To identify a cell, researchers often have to abuse it—rip it from its home, douse it with toxic fixatives, doctor its DNA, or coerce it into making exotic proteins that could upset its biochemistry. Even if the cell survives, it may never be the same again. But a strong yet gentle beam of light could one day allow researchers to classify cells while leaving them unharmed and alive for additional study.
A team led by biophysicist Cynthia McMurray and physicist Michael Martin of Lawrence Berkeley National Laboratory (LBNL) in California has found that by scanning cells with an intense beam of infrared radiation produced by a synchrotron, a type of particle accelerator, they can capture a biochemical signature that reveals cells' identities.
The researchers presented early results from the method in June at a meeting in the United Kingdom, and they are now evaluating it with a 1-year pilot grant from the Chan Zuckerberg Initiative (CZI). If it works, the team's spectral phenotyping technique could provide a tool for another endeavor backed by CZI: the Human Cell Atlas, an international project that aims to chart the type and location of every cell in the body. And if the synchrotron-driven method can be adapted to more modest infrared instruments available to other labs and hospitals, spectral phenotyping might one day also help diagnose illnesses, probe the cellular changes that lead to disease, and delve into embryonic development. "The tools we are putting together will blow open this field," McMurray predicts.
Scientists who are familiar with the still unpublished results call the approach promising. "I'm looking forward to seeing the research that's going to come out," says spectroscopist Peter Gardner of The University of Manchester in the United Kingdom. Chemical physicist Hugh Byrne of the Dublin Institute of Technology is impressed by how thoroughly the group is testing its approach. "It's a concerted program to demonstrate the capabilities of the technique."

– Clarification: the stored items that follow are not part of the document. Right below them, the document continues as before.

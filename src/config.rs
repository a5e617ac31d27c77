//! Server Configuration
//!
//! Defaults match the public server. Every field can be overridden from
//! the environment; a value that does not parse is reported and ignored.

use std::net::SocketAddr;
use std::path::PathBuf;
use std::str::FromStr;
use std::time::Duration;

use tracing::warn;

use crate::core::constants::PREGAME_TIME;
use crate::game::tick::MatchConfig;
use crate::network::session::SessionConfig;
use crate::storage::STORE_QUOTA;

/// Port used when neither `ROYALE_BIND_ADDR` nor `PORT` is set.
pub const DEFAULT_PORT: u16 = 3000;

/// Process-wide settings.
#[derive(Debug, Clone)]
pub struct ServerConfig {
    /// Listen address.
    pub bind_addr: SocketAddr,
    /// Maximum concurrent connections.
    pub max_connections: usize,
    /// Milliseconds between simulation passes.
    pub tick_ms: u64,
    /// Seconds between creating a match and starting it.
    pub pregame_secs: f64,
    /// Bots per new match.
    pub bots: usize,
    /// Store byte quota.
    pub store_quota: usize,
    /// Store file, if the store should survive restarts.
    pub store_path: Option<PathBuf>,
    /// How often store usage is checked for logging.
    pub store_log_interval: Duration,
}

impl Default for ServerConfig {
    fn default() -> Self {
        Self {
            bind_addr: SocketAddr::from(([0, 0, 0, 0], DEFAULT_PORT)),
            max_connections: 1000,
            tick_ms: 33,
            pregame_secs: PREGAME_TIME,
            bots: MatchConfig::default().bot_count,
            store_quota: STORE_QUOTA,
            store_path: None,
            store_log_interval: Duration::from_secs(2),
        }
    }
}

fn parse_var<T: FromStr>(lookup: &impl Fn(&str) -> Option<String>, name: &str) -> Option<T> {
    let raw = lookup(name)?;
    if raw.is_empty() {
        return None;
    }
    match raw.parse() {
        Ok(value) => Some(value),
        Err(_) => {
            warn!("Ignoring {}={:?}: not a valid value", name, raw);
            None
        }
    }
}

impl ServerConfig {
    /// Defaults overridden by the process environment.
    pub fn from_env() -> Self {
        Self::from_lookup(|name| std::env::var(name).ok())
    }

    /// Defaults overridden by `lookup`.
    pub fn from_lookup(lookup: impl Fn(&str) -> Option<String>) -> Self {
        let mut config = Self::default();

        if let Some(addr) = parse_var(&lookup, "ROYALE_BIND_ADDR") {
            config.bind_addr = addr;
        } else if let Some(port) = parse_var::<u16>(&lookup, "PORT") {
            config.bind_addr.set_port(port);
        }
        if let Some(n) = parse_var(&lookup, "ROYALE_MAX_CONNECTIONS") {
            config.max_connections = n;
        }
        if let Some(ms) = parse_var::<u64>(&lookup, "ROYALE_TICK_MS") {
            config.tick_ms = ms.max(1);
        }
        if let Some(secs) = parse_var(&lookup, "ROYALE_PREGAME_SECS") {
            config.pregame_secs = secs;
        }
        if let Some(bots) = parse_var(&lookup, "ROYALE_BOTS") {
            config.bots = bots;
        }
        if let Some(quota) = parse_var(&lookup, "ROYALE_STORE_QUOTA") {
            config.store_quota = quota;
        }
        if let Some(path) = lookup("ROYALE_STORE_PATH").filter(|p| !p.is_empty()) {
            config.store_path = Some(PathBuf::from(path));
        }

        config
    }

    /// Simulation pass interval.
    pub fn tick_interval(&self) -> Duration {
        Duration::from_millis(self.tick_ms)
    }

    /// Settings for new matches.
    pub fn session_config(&self) -> SessionConfig {
        SessionConfig {
            pregame_secs: self.pregame_secs,
            match_config: MatchConfig {
                bot_count: self.bots,
                ..MatchConfig::default()
            },
        }
    }
}

#[cfg(test)]
mod tests {
    use super::*;
    use std::collections::BTreeMap;

    fn lookup(vars: &[(&str, &str)]) -> impl Fn(&str) -> Option<String> {
        let vars: BTreeMap<String, String> =
            vars.iter().map(|(k, v)| (k.to_string(), v.to_string())).collect();
        move |name| vars.get(name).cloned()
    }

    #[test]
    fn test_defaults() {
        let config = ServerConfig::default();
        assert_eq!(config.bind_addr.port(), 3000);
        assert_eq!(config.tick_ms, 33);
        assert_eq!(config.store_quota, 13312);
        assert_eq!(config.bots, 19);
        assert!(config.store_path.is_none());
    }

    #[test]
    fn test_port_fallback() {
        let config = ServerConfig::from_lookup(lookup(&[("PORT", "8080")]));
        assert_eq!(config.bind_addr, "0.0.0.0:8080".parse().unwrap());

        let config = ServerConfig::from_lookup(lookup(&[
            ("PORT", "8080"),
            ("ROYALE_BIND_ADDR", "127.0.0.1:9000"),
        ]));
        assert_eq!(config.bind_addr, "127.0.0.1:9000".parse().unwrap());
    }

    #[test]
    fn test_overrides() {
        let config = ServerConfig::from_lookup(lookup(&[
            ("ROYALE_TICK_MS", "0"),
            ("ROYALE_BOTS", "3"),
            ("ROYALE_PREGAME_SECS", "5.5"),
            ("ROYALE_STORE_PATH", "/tmp/store.json"),
        ]));
        assert_eq!(config.tick_ms, 1);
        assert_eq!(config.pregame_secs, 5.5);
        assert_eq!(config.store_path, Some(PathBuf::from("/tmp/store.json")));

        let session = config.session_config();
        assert_eq!(session.match_config.bot_count, 3);
        assert_eq!(session.match_config.ammo_count, MatchConfig::default().ammo_count);
        assert_eq!(session.pregame_secs, 5.5);
    }

    #[test]
    fn test_bad_values_are_ignored() {
        let config = ServerConfig::from_lookup(lookup(&[
            ("PORT", "not-a-port"),
            ("ROYALE_MAX_CONNECTIONS", "-4"),
        ]));
        assert_eq!(config.bind_addr.port(), 3000);
        assert_eq!(config.max_connections, 1000);
    }
}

Martin and McMurray like to contrast their approach with a widely used cell-identification technique: fluorescent labeling. To spur cells of a specific type to produce a label such as green fluorescent protein (GFP), scientists have to equip them with the molecule's gene. The techniques for adding DNA can alter the cells, and because GFP is foreign to them—it's originally from a jellyfish—it could also modify their physiology. Moreover, McMurray notes, researchers typically have to zap fluorescent labels with a laser to induce them to light up, which can harm or kill cells. Other techniques are no less invasive. "If you are doing labeling or staining, you are changing the true chemistry" of cells, Martin says. "We want to explore what the chemistry is, not alter it to do the measurements."
That's where infrared spectroscopy comes in. "Infrared is not invasive, so it can be used on intact tissues and living cells," McMurray says. When a sample is exposed to different wavelengths of infrared radiation, how much light of each wavelength it absorbs indicates the kinds of chemical groups it contains. Unlike fluorescent labeling, the absorption pattern usually can't reveal whether a cell is producing a specific molecule—for example, the immune receptors CD4 or CD8, which are often used to define two classes of T cells. But a cell's infrared spectrum does reveal broad types of molecules—such as fats and proteins—providing a biochemical fingerprint. As a result, "You get a much more holistic picture of the cell," Byrne says.
Martin and McMurray say standard infrared sources don't provide the sensitivity they needed, so the team turned to LBNL's Advanced Light Source synchrotron, whose infrared beam is one of the brightest in the world. It "allows us to get better resolution and fidelity," Martin says. At the June SPEC2018 conference in Glasgow, U.K., McMurray and Martin revealed they could discriminate two types of brain cells—neurons and astrocytes—in slices of brain from mice. In brain tissue from rodents with a condition mimicking Huntington disease, they could also detect an increase in lipids that indicates degeneration. In the future, the researchers plan to automate cell identification by enlisting machine learning algorithms to pick out distinguishing features of each cell type.
McMurray and her colleagues still need to determine whether a cell's spectral signature remains constant or varies with its location in the body. For potential medical uses, they also want to find out whether a human cell's infrared signature changes when a person becomes ill. So far, however, the researchers have analyzed only mouse tissues. "We wanted to make sure the method is robust," McMurray says.
One limitation of the new technique is obvious—synchrotrons are huge, expensive, and rare, and often have monthslong waiting lists. "You aren't going to be taking your synchrotron into the hospital," Gardner says. But lab machines are rapidly approaching the infrared-generating power of particle accelerators, he notes. McMurray adds that after using the synchrotron to pinpoint distinctive spectral patterns for a variety of cell types, the researchers plan to publish a catalog that would allow other scientists to compare results from their own samples, even ones captured with less discerning lab devices.
Gardner expects the project to have an impact. "They have the tools, the expertise, and the personnel to accelerate this work," he says.